>>>
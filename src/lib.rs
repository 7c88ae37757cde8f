pub mod bundle;
pub mod config;
pub mod error;
pub mod model;
pub mod output;
pub mod registry;
pub mod sections;
pub mod store;
pub mod tabtext;
pub mod validate;

pub use bundle::{Bundle, BundleFile, INVESTIGATION_FILE_NAME, encode};
pub use error::IsaTabError;
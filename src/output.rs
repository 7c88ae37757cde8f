use std::io::{self, Write};

use serde::Serialize;

use crate::bundle::Bundle;

#[derive(Debug, Clone, Copy)]
pub enum OutputMode {
    Human,
    Json,
}

#[derive(Debug, Clone, Serialize)]
pub struct EncodeResult {
    pub investigation: String,
    pub studies: usize,
    pub dry_run: bool,
    pub files: Vec<EncodedFile>,
}

#[derive(Debug, Clone, Serialize)]
pub struct EncodedFile {
    pub name: String,
    pub bytes: usize,
    pub path: Option<String>,
}

impl EncodeResult {
    /// Summary of `bundle`; `paths` is empty when nothing was persisted.
    pub fn new(identifier: &str, bundle: &Bundle, paths: &[String], dry_run: bool) -> Self {
        let files = bundle
            .files()
            .iter()
            .enumerate()
            .map(|(index, file)| EncodedFile {
                name: file.name.clone(),
                bytes: file.content.len(),
                path: paths.get(index).cloned(),
            })
            .collect::<Vec<_>>();
        Self {
            investigation: identifier.to_string(),
            studies: files.len().saturating_sub(1),
            dry_run,
            files,
        }
    }
}

pub struct JsonOutput;

impl JsonOutput {
    pub fn print_encode(result: &EncodeResult) -> io::Result<()> {
        Self::print_json(result)
    }

    pub fn print_bundle(bundle: &Bundle) -> io::Result<()> {
        Self::print_json(bundle)
    }

    fn print_json<T: Serialize>(value: &T) -> io::Result<()> {
        let json = serde_json::to_string_pretty(value).map_err(io::Error::other)?;
        let mut stdout = io::stdout();
        stdout.write_all(json.as_bytes())?;
        stdout.write_all(b"\n")?;
        Ok(())
    }
}

pub fn print_summary(result: &EncodeResult) {
    let green = "\x1b[32m";
    let cyan = "\x1b[36m";
    let yellow = "\x1b[33m";
    let reset = "\x1b[0m";

    println!("{cyan}KIRA-ISA summary{reset}");
    println!(
        "{green}investigation {} with {} stud{}{reset}",
        result.investigation,
        result.studies,
        if result.studies == 1 { "y" } else { "ies" }
    );
    if result.dry_run {
        println!("{yellow}dry run: nothing written{reset}");
    }
    for file in &result.files {
        match &file.path {
            Some(path) => println!("{green}  {} ({} bytes) -> {path}{reset}", file.name, file.bytes),
            None => println!("{yellow}  {} ({} bytes){reset}", file.name, file.bytes),
        }
    }
}
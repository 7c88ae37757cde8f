//! Value model for an ISA investigation graph.
//!
//! The graph is populated by the caller (directly, through the guarded
//! adders below, or by deserializing JSON) and handed to
//! [`crate::bundle::encode`] as a read-only snapshot. Ontology annotations
//! point at their source by name; the sources themselves live once, in
//! [`Investigation::ontology_source_references`].

use chrono::NaiveDate;
use serde::{Deserialize, Serialize};

use crate::error::IsaTabError;

/// Anything that carries an ordered list of `Comment[...]` values.
pub trait Commented {
    fn comments(&self) -> &[Comment];
}

macro_rules! impl_commented {
    ($($ty:ty),* $(,)?) => {
        $(impl Commented for $ty {
            fn comments(&self) -> &[Comment] {
                &self.comments
            }
        })*
    };
}

#[derive(Debug, Clone, Default, PartialEq, Eq, Serialize, Deserialize)]
pub struct Comment {
    pub name: String,
    #[serde(default)]
    pub value: String,
}

impl Comment {
    pub fn new(name: impl Into<String>, value: impl Into<String>) -> Self {
        Self {
            name: name.into(),
            value: value.into(),
        }
    }
}

#[derive(Debug, Clone, Default, PartialEq, Eq, Serialize, Deserialize)]
pub struct OntologySource {
    pub name: String,
    #[serde(default)]
    pub file: String,
    #[serde(default)]
    pub version: String,
    #[serde(default)]
    pub description: String,
    #[serde(default)]
    pub comments: Vec<Comment>,
}

impl OntologySource {
    pub fn new(name: impl Into<String>, file: impl Into<String>) -> Self {
        Self {
            name: name.into(),
            file: file.into(),
            ..Default::default()
        }
    }
}

/// A controlled-vocabulary term. `term_source` holds the name of an
/// [`OntologySource`] registered on the investigation.
#[derive(Debug, Clone, Default, PartialEq, Eq, Serialize, Deserialize)]
pub struct OntologyAnnotation {
    pub term: String,
    #[serde(default)]
    pub term_source: Option<String>,
    #[serde(default)]
    pub term_accession: Option<String>,
    #[serde(default)]
    pub comments: Vec<Comment>,
}

impl OntologyAnnotation {
    /// Free-text term without source or accession.
    pub fn new(term: impl Into<String>) -> Self {
        Self {
            term: term.into(),
            ..Default::default()
        }
    }

    pub fn sourced(
        term: impl Into<String>,
        source: &OntologySource,
        accession: impl Into<String>,
    ) -> Self {
        Self {
            term: term.into(),
            term_source: Some(source.name.clone()),
            term_accession: Some(accession.into()),
            comments: Vec::new(),
        }
    }
}

#[derive(Debug, Clone, Default, PartialEq, Eq, Serialize, Deserialize)]
pub struct Person {
    pub last_name: String,
    #[serde(default)]
    pub first_name: String,
    #[serde(default)]
    pub mid_initials: String,
    #[serde(default)]
    pub email: String,
    #[serde(default)]
    pub phone: String,
    #[serde(default)]
    pub fax: String,
    #[serde(default)]
    pub address: String,
    #[serde(default)]
    pub affiliation: String,
    #[serde(default)]
    pub roles: Vec<OntologyAnnotation>,
    #[serde(default)]
    pub comments: Vec<Comment>,
}

impl Person {
    pub fn new(last_name: impl Into<String>, first_name: impl Into<String>) -> Self {
        Self {
            last_name: last_name.into(),
            first_name: first_name.into(),
            ..Default::default()
        }
    }
}

#[derive(Debug, Clone, Default, PartialEq, Eq, Serialize, Deserialize)]
pub struct ProtocolParameter {
    pub parameter_name: OntologyAnnotation,
}

impl ProtocolParameter {
    pub fn new(parameter_name: OntologyAnnotation) -> Self {
        Self { parameter_name }
    }
}

#[derive(Debug, Clone, Default, PartialEq, Eq, Serialize, Deserialize)]
pub struct ProtocolComponent {
    pub name: String,
    #[serde(default)]
    pub component_type: Option<OntologyAnnotation>,
}

#[derive(Debug, Clone, Default, PartialEq, Eq, Serialize, Deserialize)]
pub struct Protocol {
    pub name: String,
    #[serde(default)]
    pub protocol_type: Option<OntologyAnnotation>,
    #[serde(default)]
    pub description: String,
    #[serde(default)]
    pub uri: String,
    #[serde(default)]
    pub version: String,
    #[serde(default)]
    pub parameters: Vec<ProtocolParameter>,
    #[serde(default)]
    pub components: Vec<ProtocolComponent>,
    #[serde(default)]
    pub comments: Vec<Comment>,
}

impl Protocol {
    pub fn new(name: impl Into<String>) -> Self {
        Self {
            name: name.into(),
            ..Default::default()
        }
    }
}

#[derive(Debug, Clone, Default, PartialEq, Eq, Serialize, Deserialize)]
pub struct StudyFactor {
    pub name: String,
    #[serde(default)]
    pub factor_type: Option<OntologyAnnotation>,
    #[serde(default)]
    pub comments: Vec<Comment>,
}

impl StudyFactor {
    pub fn new(name: impl Into<String>) -> Self {
        Self {
            name: name.into(),
            ..Default::default()
        }
    }
}

#[derive(Debug, Clone, Default, PartialEq, Eq, Serialize, Deserialize)]
pub struct Publication {
    #[serde(default)]
    pub pubmed_id: String,
    #[serde(default)]
    pub doi: String,
    #[serde(default)]
    pub title: String,
    #[serde(default)]
    pub author_list: String,
    #[serde(default)]
    pub status: Option<OntologyAnnotation>,
    #[serde(default)]
    pub comments: Vec<Comment>,
}

#[derive(Debug, Clone, Default, PartialEq, Eq, Serialize, Deserialize)]
pub struct Assay {
    pub filename: String,
    #[serde(default)]
    pub measurement_type: Option<OntologyAnnotation>,
    #[serde(default)]
    pub technology_type: Option<OntologyAnnotation>,
    #[serde(default)]
    pub technology_platform: String,
    #[serde(default)]
    pub comments: Vec<Comment>,
}

/// Column-oriented sample table written verbatim to the study file.
#[derive(Debug, Clone, Default, PartialEq, Eq, Serialize, Deserialize)]
pub struct StudyTable {
    #[serde(default)]
    pub columns: Vec<String>,
    #[serde(default)]
    pub rows: Vec<Vec<String>>,
}

#[derive(Debug, Clone, Default, PartialEq, Eq, Serialize, Deserialize)]
pub struct Study {
    pub identifier: String,
    pub filename: String,
    #[serde(default)]
    pub title: String,
    #[serde(default)]
    pub description: String,
    #[serde(default)]
    pub submission_date: Option<NaiveDate>,
    #[serde(default)]
    pub public_release_date: Option<NaiveDate>,
    #[serde(default)]
    pub design_descriptors: Vec<OntologyAnnotation>,
    #[serde(default)]
    pub publications: Vec<Publication>,
    #[serde(default)]
    pub factors: Vec<StudyFactor>,
    #[serde(default)]
    pub assays: Vec<Assay>,
    #[serde(default)]
    pub protocols: Vec<Protocol>,
    #[serde(default)]
    pub contacts: Vec<Person>,
    #[serde(default)]
    pub comments: Vec<Comment>,
    #[serde(default)]
    pub table: StudyTable,
}

impl Study {
    pub fn new(identifier: impl Into<String>, filename: impl Into<String>) -> Self {
        Self {
            identifier: identifier.into(),
            filename: filename.into(),
            ..Default::default()
        }
    }

    /// Appends a protocol, rejecting a name already used in this study.
    pub fn add_protocol(&mut self, protocol: Protocol) -> Result<(), IsaTabError> {
        if self.protocol(&protocol.name).is_some() {
            return Err(IsaTabError::DuplicateKey {
                kind: "protocol name",
                key: protocol.name,
                entity: format!("study[{}]", self.identifier),
            });
        }
        self.protocols.push(protocol);
        Ok(())
    }

    pub fn protocol(&self, name: &str) -> Option<&Protocol> {
        self.protocols.iter().find(|protocol| protocol.name == name)
    }
}

#[derive(Debug, Clone, Default, PartialEq, Eq, Serialize, Deserialize)]
pub struct Investigation {
    #[serde(default)]
    pub identifier: String,
    #[serde(default)]
    pub title: String,
    #[serde(default)]
    pub description: String,
    #[serde(default)]
    pub submission_date: Option<NaiveDate>,
    #[serde(default)]
    pub public_release_date: Option<NaiveDate>,
    #[serde(default)]
    pub ontology_source_references: Vec<OntologySource>,
    #[serde(default)]
    pub publications: Vec<Publication>,
    #[serde(default)]
    pub contacts: Vec<Person>,
    #[serde(default)]
    pub studies: Vec<Study>,
    #[serde(default)]
    pub comments: Vec<Comment>,
}

impl Investigation {
    pub fn new(identifier: impl Into<String>) -> Self {
        Self {
            identifier: identifier.into(),
            ..Default::default()
        }
    }

    /// Appends a study; the file name and a non-empty identifier must be unused.
    pub fn add_study(&mut self, study: Study) -> Result<(), IsaTabError> {
        for existing in &self.studies {
            if !study.identifier.is_empty() && existing.identifier == study.identifier {
                return Err(IsaTabError::DuplicateKey {
                    kind: "study identifier",
                    key: study.identifier,
                    entity: format!("investigation[{}]", self.identifier),
                });
            }
            if existing.filename == study.filename {
                return Err(IsaTabError::DuplicateKey {
                    kind: "study file name",
                    key: study.filename,
                    entity: format!("investigation[{}]", self.identifier),
                });
            }
        }
        self.studies.push(study);
        Ok(())
    }

    pub fn ontology_source(&self, name: &str) -> Option<&OntologySource> {
        self.ontology_source_references
            .iter()
            .find(|source| source.name == name)
    }
}

impl_commented!(
    OntologySource,
    OntologyAnnotation,
    Person,
    Protocol,
    StudyFactor,
    Publication,
    Assay,
    Study,
    Investigation,
);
<<<
- _What to work on_: Retype exactly the span of lines from the one with "stdout.write_all(json.as_bytes())?;" through the one with "and handed to"; include both ends and omit the rest of the material.

- _Solution for this problem_:
        stdout.write_all(json.as_bytes())?;
        stdout.write_all(b"\n")?;
        Ok(())
    }
}

pub fn print_summary(result: &EncodeResult) {
    let green = "\x1b[32m";
    let cyan = "\x1b[36m";
    let yellow = "\x1b[33m";
    let reset = "\x1b[0m";

    println!("{cyan}KIRA-ISA summary{reset}");
    println!(
        "{green}investigation {} with {} stud{}{reset}",
        result.investigation,
        result.studies,
        if result.studies == 1 { "y" } else { "ies" }
    );
    if result.dry_run {
        println!("{yellow}dry run: nothing written{reset}");
    }
    for file in &result.files {
        match &file.path {
            Some(path) => println!("{green}  {} ({} bytes) -> {path}{reset}", file.name, file.bytes),
            None => println!("{yellow}  {} ({} bytes){reset}", file.name, file.bytes),
        }
    }
}
repository 7c88ae37757cde8f
//! Value model for an ISA investigation graph.
//!
//! The graph is populated by the caller (directly, through the guarded
//! adders below, or by deserializing JSON) and handed to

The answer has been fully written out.